Venezuela govt joins forces with Rusoro to seek gold 'opportunities'

Vancouver-based Rusoro, which has bought gold-mining assets in Venezuela from both Hecla Mining and Gold Fields over the last 12 months, has been named as the country’s “partner of choice” in the gold-mining industry, the firm revealed on Thursday.

The company also reported that it had received government approval for and completed the acquisition of the assets from Coeur D’Alene-based Hecla, which include the Isidora mine and La Camorra mill in Southern Venezuela.

Shares in TSX Venture Exchange-listed Rusoro leapt 12,38% on Thursday, to C$1,18 by 13:32 ET, after rising as high as C$1,28 earlier in the day.

Rusoro, whose main shareholders and management have Russian ties, would form a 50:50-owned “mixed enterprise” with a subsidiary of the Venezcrushing of quartz lumpsuelan Ministry of Mines and Basic Industries, which would initially operate and own the assets being acquired from Hecla, the firm reported.

“The mixed enterprise also creates an operating gold company for Rusoro and the Venezuelan government to examine further gold mining and development opportunities in the country,” Rusoro said.

The move appears to confirm speculation that Venezuelan President Hugo Chavez wants a vehicle with State involvement to consolidate the counstone crusher industry field in russiatry’s gold industry.

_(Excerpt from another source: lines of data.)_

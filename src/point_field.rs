//! Sphere point clouds sampled from a luminance texture.
//!
//! Bright texels (landmass on a specular map) attract points through
//! rejection sampling; without a texture the sphere is covered uniformly.

use crate::geo::{spherical_to_cartesian, spherical_to_uv};
use crate::texture::LuminanceMap;
use glam::DVec3;
use rand::Rng;
use std::f64::consts::TAU;

/// Upper bound on candidates drawn per requested point.
pub const ATTEMPTS_PER_POINT: usize = 100;

/// Points on a sphere of fixed radius, generated once.
#[derive(Debug, Clone)]
pub struct PointField {
    points: Vec<DVec3>,
    radius: f64,
    requested: usize,
    attempts: usize,
}

impl PointField {
    pub fn points(&self) -> &[DVec3] {
        &self.points
    }

    pub fn len(&self) -> usize {
        self.points.len()
    }

    pub fn radius(&self) -> f64 {
        self.radius
    }

    pub fn requested(&self) -> usize {
        self.requested
    }

    /// Candidates drawn while generating. Equal to `len()` for uniform fields.
    pub fn attempts(&self) -> usize {
        self.attempts
    }

    /// Flat `[x0, y0, z0, x1, ...]` buffer for vertex upload.
    pub fn to_f32_buffer(&self) -> Vec<f32> {
        self.points
            .iter()
            .flat_map(|p| [p.x as f32, p.y as f32, p.z as f32])
            .collect()
    }
}

/// Uniform azimuth and area-preserving polar angle.
#[inline]
fn random_angles<R: Rng + ?Sized>(rng: &mut R) -> (f64, f64) {
    let theta = rng.gen::<f64>() * TAU;
    let phi = (rng.gen::<f64>() * 2.0 - 1.0).acos();
    (theta, phi)
}

/// Generate up to `count` points on a sphere of `radius`.
///
/// With a luminance map, candidates are accepted with probability
/// `luminance / 255` and at most `count * ATTEMPTS_PER_POINT` candidates are
/// drawn, so dark maps return a short field instead of spinning.
pub fn generate<R: Rng + ?Sized>(
    count: usize,
    radius: f64,
    source: Option<&LuminanceMap>,
    rng: &mut R,
) -> PointField {
    let Some(map) = source else {
        tracing::warn!(count, "no luminance map provided, sampling the sphere uniformly");
        return generate_uniform(count, radius, rng);
    };

    let max_attempts = count.saturating_mul(ATTEMPTS_PER_POINT);
    let mut points = Vec::with_capacity(count);
    let mut attempts = 0;

    while points.len() < count && attempts < max_attempts {
        attempts += 1;

        let (theta, phi) = random_angles(rng);
        let (u, v) = spherical_to_uv(theta, phi);
        let luminance = map.sample_uv(u, v);

        if rng.gen::<f64>() * 255.0 < f64::from(luminance) {
            points.push(spherical_to_cartesian(theta, phi, radius));
        }
    }

    if points.len() < count {
        tracing::warn!(
            requested = count,
            generated = points.len(),
            attempts,
            "attempt cap reached before the point field was filled"
        );
    } else {
        tracing::info!(generated = points.len(), attempts, "generated point field");
    }

    PointField { points, radius, requested: count, attempts }
}

fn generate_uniform<R: Rng + ?Sized>(count: usize, radius: f64, rng: &mut R) -> PointField {
    let points = (0..count)
        .map(|_| {
            let (theta, phi) = random_angles(rng);
            spherical_to_cartesian(theta, phi, radius)
        })
        .collect();
    PointField { points, radius, requested: count, attempts: count }
}

#[cfg(test)]
mod tests {
    use super::*;
    use rand::rngs::StdRng;
    use rand::SeedableRng;

    fn polar_angle(p: DVec3) -> f64 {
        (p.y / p.length()).clamp(-1.0, 1.0).acos()
    }

    fn half_bright_map() -> LuminanceMap {
        // Left half (azimuth < π) black, right half white
        let (w, h) = (64u32, 32u32);
        let data = (0..h)
            .flat_map(|_| (0..w).map(move |x| if x < w / 2 { 0 } else { 255 }))
            .collect();
        LuminanceMap::from_raw(w, h, data).unwrap()
    }

    #[test]
    fn test_uniform_points_lie_on_sphere() {
        let mut rng = StdRng::seed_from_u64(42);
        let field = generate(2000, 3.5, None, &mut rng);
        assert_eq!(field.len(), 2000);
        for p in field.points() {
            assert!((p.length() - 3.5).abs() < 1e-6);
        }
    }

    #[test]
    fn test_uniform_polar_distribution_passes_ks() {
        let mut rng = StdRng::seed_from_u64(2025);
        let field = generate(10_000, 1.0, None, &mut rng);

        // cos(phi) = y / r is uniform on [-1, 1] for a uniform sphere
        let mut cos_phi: Vec<f64> = field.points().iter().map(|p| p.y).collect();
        cos_phi.sort_by(|a, b| a.partial_cmp(b).unwrap());

        let n = cos_phi.len() as f64;
        let d = cos_phi
            .iter()
            .enumerate()
            .map(|(i, &c)| {
                let cdf = (c + 1.0) / 2.0;
                let lo = i as f64 / n;
                let hi = (i + 1) as f64 / n;
                (cdf - lo).abs().max((hi - cdf).abs())
            })
            .fold(0.0, f64::max);

        // alpha = 0.001
        let critical = 1.95 / n.sqrt();
        assert!(d < critical, "KS statistic {d} exceeds {critical}");

        let mean = field.points().iter().map(|p| p.length()).sum::<f64>() / n;
        assert!((mean - 1.0).abs() < 1e-12);
    }

    #[test]
    fn test_dark_map_yields_nothing_and_respects_cap() {
        let map = LuminanceMap::from_raw(16, 8, vec![0; 128]).unwrap();
        let mut rng = StdRng::seed_from_u64(1);
        let field = generate(100, 1.0, Some(&map), &mut rng);
        assert_eq!(field.len(), 0);
        assert_eq!(field.attempts(), 100 * ATTEMPTS_PER_POINT);
        assert_eq!(field.requested(), 100);
    }

    #[test]
    fn test_bright_map_fills_quickly() {
        let map = LuminanceMap::from_raw(4, 4, vec![255; 16]).unwrap();
        let mut rng = StdRng::seed_from_u64(9);
        let field = generate(500, 2.0, Some(&map), &mut rng);
        assert_eq!(field.len(), 500);
        // Acceptance is certain for 255: rng * 255 < 255 always holds
        assert_eq!(field.attempts(), 500);
    }

    #[test]
    fn test_points_only_land_on_bright_texels() {
        let map = half_bright_map();
        let mut rng = StdRng::seed_from_u64(77);
        let field = generate(1000, 3.5, Some(&map), &mut rng);
        assert_eq!(field.len(), 1000);
        assert!(field.attempts() <= 1000 * ATTEMPTS_PER_POINT);

        for p in field.points() {
            assert!((p.length() - 3.5).abs() < 1e-6);
            // Recover the azimuth: x = -r sinφ cosθ, z = r sinφ sinθ
            let theta = p.z.atan2(-p.x).rem_euclid(TAU);
            let (u, _) = spherical_to_uv(theta, polar_angle(*p));
            // Bright columns start at x = 32 of 64, i.e. u >= 32/63
            assert!(u >= 32.0 / 63.0 - 1e-9, "point at u={u} sampled a dark texel");
        }
    }

    #[test]
    fn test_same_seed_same_field() {
        let map = half_bright_map();
        let a = generate(200, 1.0, Some(&map), &mut StdRng::seed_from_u64(5));
        let b = generate(200, 1.0, Some(&map), &mut StdRng::seed_from_u64(5));
        assert_eq!(a.points(), b.points());
        assert_eq!(a.attempts(), b.attempts());
    }

    #[test]
    fn test_f32_buffer_is_flat_triples() {
        let field = generate(3, 1.0, None, &mut StdRng::seed_from_u64(3));
        let buf = field.to_f32_buffer();
        assert_eq!(buf.len(), 9);
        assert_eq!(buf[3], field.points()[1].x as f32);
    }

    #[test]
    fn test_zero_count() {
        let map = LuminanceMap::from_raw(1, 1, vec![255]).unwrap();
        let field = generate(0, 1.0, Some(&map), &mut StdRng::seed_from_u64(0));
        assert_eq!(field.len(), 0);
        assert_eq!(field.attempts(), 0);
    }
}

The joint venture, with government-owned Empresa de Produccion Social Minera Nacional, would be formalised within six months, Rusoro said.

Rusoro would not contribute any other assets, including its Choco 10 mine acquired last year from Gold Fields, into the joint-venture with the government.

The company said in January this year that it had resolved production issues, which had made Choco 10 an operational headache for Gold Fields, and experock crusher manufacturer francected the mine to produce 120 000 oz of gold this year.

Part of Gold Fields‘ trouble at Choco 10 stemmed from problems with securing water permits, which Rusoro was able to arrange a couple of months after taking ownership of the mine.

The company paid Gold Fields $532-million in cash, shares and convertible debt for the asset, which gave the Johannesburg-based gold major a 38% stake in Rusoro at the time. 

OUT IN THE COLD

While Rusoro is going from strength to strength, other foreign miners and hopefuls in the country have had a much rougher ride of late.

After struggling with labour relations, Hecla has now exited the country with the sale of the Isidora and La Camorra assets to Rusoro.

Workers halted operations at the mine and plant in May, and demanded that the operation be nationalised after a dispute in which they claimed Hecla had infringed on their rights.

At the time, Basic Industries and Mining Minister Rodolfo Sanz warned in a statement that the government had not ruled out revoking Hecla’s concessions.

Also this year, Toronto-based Crystallex International, which has been waiting for years for permission to build its Las Cristinas gold mine in Venezuela, more than halved its market value in April when it reported that a key permit had been denied.

Venezuela’s Environment Minister said a month later that the country would not issue permits for any openpit mines in the country because of environmental concerns, and would also not grant exploration permits for companies wanting to look for gold in its Imataca Forest Reserve, where both Crystallex and fellow Canadian Gold Reserve hope to build mines.

Crystallex offered the market a glimmer of hope in June, however, when it reported that the Venezuelan government had told the Ministry of the Environement to reconsider the disallowed permit, and to hold discussions with Crystallex on possible modifications to the project which would make it more acceptable.

Gold Reserve said at the time that it had also held talks with government officials, and had received indications that it could still receive the approvals it needs for its Brisas project.